§ YOUR ASSIGNMENT: Retype, word for word, only the lines from the one with "Your task is" through the last line of the data below.

§ MATERIAL TO PROCESS:
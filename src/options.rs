//! Configuration options for composite literal serialization.
//!
//! - [`CompositeOptions`]: Main configuration struct
//! - [`EmptyPolicy`]: What serializing a sequence with no fields produces
//!
//! ## Examples
//!
//! ```rust
//! use pg_composite::{serialize_with_options, CompositeOptions, EmptyPolicy, Field};
//!
//! let options = CompositeOptions::new().with_empty_policy(EmptyPolicy::Null);
//! let literal = serialize_with_options(Vec::<Field>::new(), options).unwrap();
//! assert_eq!(literal, None);
//! ```

use serde::{Deserialize, Serialize};

/// Outcome of serializing a sequence that yields zero fields.
///
/// A zero-field literal cannot be written unambiguously: `()` reads back as a
/// single NULL field.
///
/// - **Error**: Default, fail with [`Error::EmptyInput`](crate::Error::EmptyInput)
/// - **Null**: Return no literal at all (a SQL NULL), for callers that bind the
///   result straight into a nullable column
#[derive(Clone, Copy, Debug, PartialEq, Eq, Default, Serialize, Deserialize)]
#[serde(rename_all = "lowercase")]
pub enum EmptyPolicy {
    #[default]
    Error,
    Null,
}

/// Configuration options for composite literal serialization.
///
/// # Examples
///
/// ```rust
/// use pg_composite::{CompositeOptions, EmptyPolicy};
///
/// let options = CompositeOptions::new();
/// assert_eq!(options.empty, EmptyPolicy::Error);
///
/// let options = CompositeOptions::legacy();
/// assert_eq!(options.empty, EmptyPolicy::Null);
/// ```
#[derive(Clone, Debug, Default, PartialEq, Eq, Serialize, Deserialize)]
pub struct CompositeOptions {
    #[serde(default)]
    pub empty: EmptyPolicy,
}

impl CompositeOptions {
    /// Creates default options (strict empty policy).
    #[must_use]
    pub fn new() -> Self {
        Self::default()
    }

    /// Creates options that return a NULL sentinel instead of failing on empty input.
    #[must_use]
    pub fn legacy() -> Self {
        CompositeOptions {
            empty: EmptyPolicy::Null,
        }
    }

    /// Sets the policy for sequences with no fields.
    #[must_use]
    pub fn with_empty_policy(mut self, empty: EmptyPolicy) -> Self {
        self.empty = empty;
        self
    }
}

#[cfg(test)]
mod tests {
    use super::*;

    #[test]
    fn test_builder() {
        let options = CompositeOptions::legacy().with_empty_policy(EmptyPolicy::Error);
        assert_eq!(options, CompositeOptions::new());
    }
}
//! Context and system prompt construction for document answers.

use std::collections::BTreeSet;

use {assistant_common::text::display_name, serde::Serialize};

use crate::rerank::RetrievedChunk;

#[derive(Debug, Clone, PartialEq, Serialize)]
pub struct DocumentsInfo {
    pub unique_document_count: usize,
    /// Sorted source names.
    pub unique_sources: Vec<String>,
    pub total_chunks: usize,
}

pub fn documents_info(chunks: &[RetrievedChunk]) -> DocumentsInfo {
    let sources: BTreeSet<&str> = chunks.iter().map(RetrievedChunk::source).collect();
    DocumentsInfo {
        unique_document_count: sources.len(),
        unique_sources: sources.into_iter().map(str::to_string).collect(),
        total_chunks: chunks.len(),
    }
}

pub fn build_context(chunks: &[RetrievedChunk], info: &DocumentsInfo, listing: bool) -> String {
    let mut parts = Vec::with_capacity(chunks.len() + 1);

    if listing {
        let mut summary = format!(
            "=== INFORMASI DOKUMEN LENGKAP ===\nJumlah dokumen unik yang tersedia: {}\n\nDaftar semua dokumen:\n",
            info.unique_document_count
        );
        for (i, source) in info.unique_sources.iter().enumerate() {
            summary.push_str(&format!("{}. {}\n", i + 1, display_name(source)));
        }
        summary.push_str(&format!(
            "\n(Total chunks dalam sistem: {})\n=== AKHIR INFORMASI DOKUMEN ===\n\n",
            info.total_chunks
        ));
        parts.push(summary);
    }

    for chunk in chunks {
        let content_type = chunk.str_field("content_type").unwrap_or("content");
        let mut meta = format!("[SUMBER: {} | TIPE: {content_type}", chunk.source());
        if let Some(header) = chunk.str_field("section_header").filter(|h| !h.is_empty()) {
            meta.push_str(&format!(" | BAGIAN: {header}"));
        }
        meta.push(']');
        parts.push(format!("{meta}\n{}", chunk.content));
    }

    parts.join("\n\n")
}

const ID_MARKERS: &[&str] = &[
    "yang", "dan", "apa", "ini", "itu", "di", "ke", "dari", "untuk", "dengan", "ada", "tidak",
    "berapa", "bagaimana", "siapa", "kapan", "mana", "saya", "kami", "anda", "tolong", "jelaskan",
    "adalah", "dalam", "pada", "bisa", "saja", "apakah", "sebutkan", "dokumen", "kebijakan",
];

const EN_MARKERS: &[&str] = &[
    "the", "and", "what", "is", "are", "of", "to", "in", "for", "with", "how", "many", "which",
    "who", "when", "where", "do", "does", "can", "you", "please", "explain", "list", "about",
    "have", "there", "my", "our", "policy", "documents",
];

/// `"en"` when the start of the text reads as English, `"id"` otherwise.
pub fn detect_language(text: &str) -> &'static str {
    let head: String = text.chars().take(100).collect::<String>().to_lowercase();
    let words: Vec<&str> = head
        .split(|c: char| !c.is_alphanumeric())
        .filter(|w| !w.is_empty())
        .collect();
    let id = words.iter().filter(|w| ID_MARKERS.contains(w)).count();
    let en = words.iter().filter(|w| EN_MARKERS.contains(w)).count();
    if en > id { "en" } else { "id" }
}

struct PromptSignals {
    core_query: bool,
    core_content: bool,
    has_tables: bool,
    contents_query: bool,
}

fn signals(query: &str, chunks: &[RetrievedChunk]) -> PromptSignals {
    let q = query.to_lowercase();
    const CORE_MARKERS: [&str; 3] = ["humble", "customer focused", "employee satisfaction"];
    PromptSignals {
        core_query: ["core value", "nilai inti", "7 core"]
            .iter()
            .chain(CORE_MARKERS.iter())
            .any(|t| q.contains(t)),
        core_content: chunks.iter().any(|c| {
            let lower = c.content.to_lowercase();
            c.content_type().contains("core_values")
                || c.flag("is_core_values")
                || CORE_MARKERS.iter().any(|m| lower.contains(m))
        }),
        has_tables: chunks.iter().any(|c| c.content_type().contains("table")),
        contents_query: q.contains("contents"),
    }
}

/// System prompt in Indonesian (`lang == "id"`) or English.
pub fn build_system_prompt(lang: &str, query: &str, chunks: &[RetrievedChunk], info: &DocumentsInfo) -> String {
    let s = signals(query, chunks);
    let q = query.to_lowercase();
    let count = info.unique_document_count;

    let (base, heading, lines) = if lang == "id" {
        let mut lines: Vec<String> = vec![
            "1. KHUSUS UNTUK PERTANYAAN TENTANG JUMLAH ATAU DAFTAR DOKUMEN:".into(),
            format!("   - Ada TEPAT {count} dokumen unik yang tersedia"),
            "   - JANGAN sebutkan kata 'chunks' atau 'bagian' kepada user".into(),
            "   - Berikan nama dokumen dengan format yang bersih (tanpa path/extension)".into(),
            "   - Sertakan penjelasan singkat tentang isi setiap dokumen".into(),
            String::new(),
        ];
        if s.core_query && s.core_content {
            lines.extend(
                [
                    "2. KHUSUS UNTUK PERTANYAAN CORE VALUES:",
                    "   - Berikan SEMUA 7 core values yang ada dalam konteks, yaitu:",
                    "   - 1. HUMBLE",
                    "   - 2. CUSTOMER FOCUSED",
                    "   - 3. EMPLOYEE SATISFACTION",
                    "   - 4. SPEED",
                    "   - 5. PASSION",
                    "   - 6. INTEGRITY",
                    "   - 7. DISCIPLINE",
                    "   - JANGAN tambahkan atau kurangi dari list ini",
                    "   - Sertakan nama core value DAN penjelasan lengkapnya",
                    "   - Gunakan informasi LENGKAP dari konteks, jangan ringkas",
                    "   - Format dengan jelas dan mudah dibaca",
                    "   - WAJIB menggunakan semua detail yang tersedia di konteks",
                    "",
                ]
                .map(String::from),
            );
        }
        lines.extend(
            [
                "3. Untuk pertanyaan UMUM (seperti sapaan), jawab dengan:",
                "   'Halo! Senang bisa membantu Anda. 😊\\n   Ingat, One Team One Solution!\\n   Saya adalah asisten internal perusahaan yang siap mendukung kebutuhan Anda terkait dokumen dan informasi internal.\\n   Bagaimana saya bisa membantu Anda lebih lanjut?'",
                "",
                "4. Berikan jawaban yang KOMPREHENSIF berdasarkan SEMUA informasi relevan dalam konteks",
                "5. Jika ada struktur hierarki (daftar, bab, sub-bab), tampilkan dengan format yang jelas",
                "6. Gunakan SEMUA detail yang tersedia - jangan ringkas atau potong informasi",
                "7. Jika ada tabel, tampilkan dengan format yang mudah dibaca",
                "8. JANGAN PERNAH menyuruh user membaca dokumen asli atau mereferensikan ke sumber lain",
                "9. Jika informasi tersebar di beberapa bagian, gabungkan menjadi jawaban yang koheren",
                "10. Berikan jawaban dalam bahasa Indonesia yang natural dan profesional",
                "11. Jika pertanyaan terkait kebijakan, prosedur, atau aturan, fokus pada bagian tersebut",
                "12. Jika pertanyaan spesifik, fokus hanya pada informasi yang relevan tanpa bertele-tele",
            ]
            .map(String::from),
        );
        if q.contains("daftar isi") || s.contents_query {
            lines.push("13. Untuk daftar isi: tampilkan SEMUA item dengan hierarki yang lengkap dan jelas".into());
        }
        if s.has_tables {
            lines.push("13. Format tabel dengan rapi menggunakan struktur yang mudah dibaca".into());
            lines.push(
                "14. Untuk tabel: Sebutkan jumlah rows jika metadata row_count tersedia. \
                 Jika tabel di-split menjadi beberapa bagian (is_partial_table=True), \
                 beri tahu user bahwa ini bagian dari tabel yang lebih besar."
                    .into(),
            );
        }
        (
            "Anda adalah asisten ahli dokumen internal yang memberikan jawaban AKURAT, JELAS, dan MUDAH DIPAHAMI. \
             Tugas Anda adalah menjawab pertanyaan berdasarkan konteks yang diberikan dengan ringkas tapi tetap lengkap. ",
            "INSTRUKSI",
            lines,
        )
    } else {
        let mut lines: Vec<String> = vec![
            "1. SPECIFICALLY FOR DOCUMENT COUNT/LISTING QUESTIONS:".into(),
            format!("   - There are EXACTLY {count} unique documents available"),
            "   - DO NOT mention 'chunks' or 'parts' to the user".into(),
            "   - Provide document names in clean format (without path/extension)".into(),
            "   - Include brief explanation of each document's contents".into(),
            String::new(),
        ];
        if s.core_query && s.core_content {
            lines.extend(
                [
                    "2. SPECIFICALLY FOR CORE VALUES QUESTIONS:",
                    "   - Provide ALL 7 core values found in context",
                    "   - Include each core value name AND complete explanation",
                    "   - Use COMPLETE information from context, don't summarize",
                    "   - Format clearly and readably",
                    "   - MUST use all available details from context",
                    "",
                ]
                .map(String::from),
            );
        }
        lines.extend(
            [
                "3. For GENERAL questions (like greetings), respond with:",
                "   'Hello! Glad to assist you. 😊\\n   Remember, One Team One Solution!\\n   I am your internal company assistant, here to support your needs regarding documents and internal information.\\n   How can I help you further?'",
                "",
                "4. Provide COMPREHENSIVE answers based on ALL relevant information in the context",
                "5. If there are hierarchical structures (lists, chapters, sub-chapters), display them clearly",
                "6. Use ALL available details - don't summarize or cut information",
                "7. If there are tables, display them in readable format",
                "8. NEVER direct users to read original documents or reference other sources",
                "9. If information is spread across sections, combine into coherent answer",
                "10. Provide answers in natural and professional language",
                "11. If the question relates to policies, procedures, or rules, focus on those sections",
                "12. If the question is specific, focus ONLY on relevant information without unnecessary explanations",
            ]
            .map(String::from),
        );
        if q.contains("table of contents") || s.contents_query {
            lines.push("13. For table of contents: display ALL items with complete and clear hierarchy".into());
        }
        if s.has_tables {
            lines.push("13. Format tables neatly using readable structure".into());
            lines.push(
                "14. For tables: State the number of rows if the metadata row_count is available. \
                 If the table is split into multiple parts (is_partial_table=True), inform the user that this is part of a larger table."
                    .into(),
            );
        }
        (
            "You are an expert internal document assistant that provides ACCURATE, CLEAR, and EASY-TO-UNDERSTAND answers. \
             Your task is to answer questions based on the given context in a concise but complete way. ",
            "INSTRUCTIONS",
            lines,
        )
    };

    format!("{base}\n\n{heading}:\n{}", lines.join("\n"))
}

§ SOLUTION TO THE EXERCISE:
             Your task is to answer questions based on the given context in a concise but complete way. ",
            "INSTRUCTIONS",
            lines,
        )
    };

    format!("{base}\n\n{heading}:\n{}", lines.join("\n"))
}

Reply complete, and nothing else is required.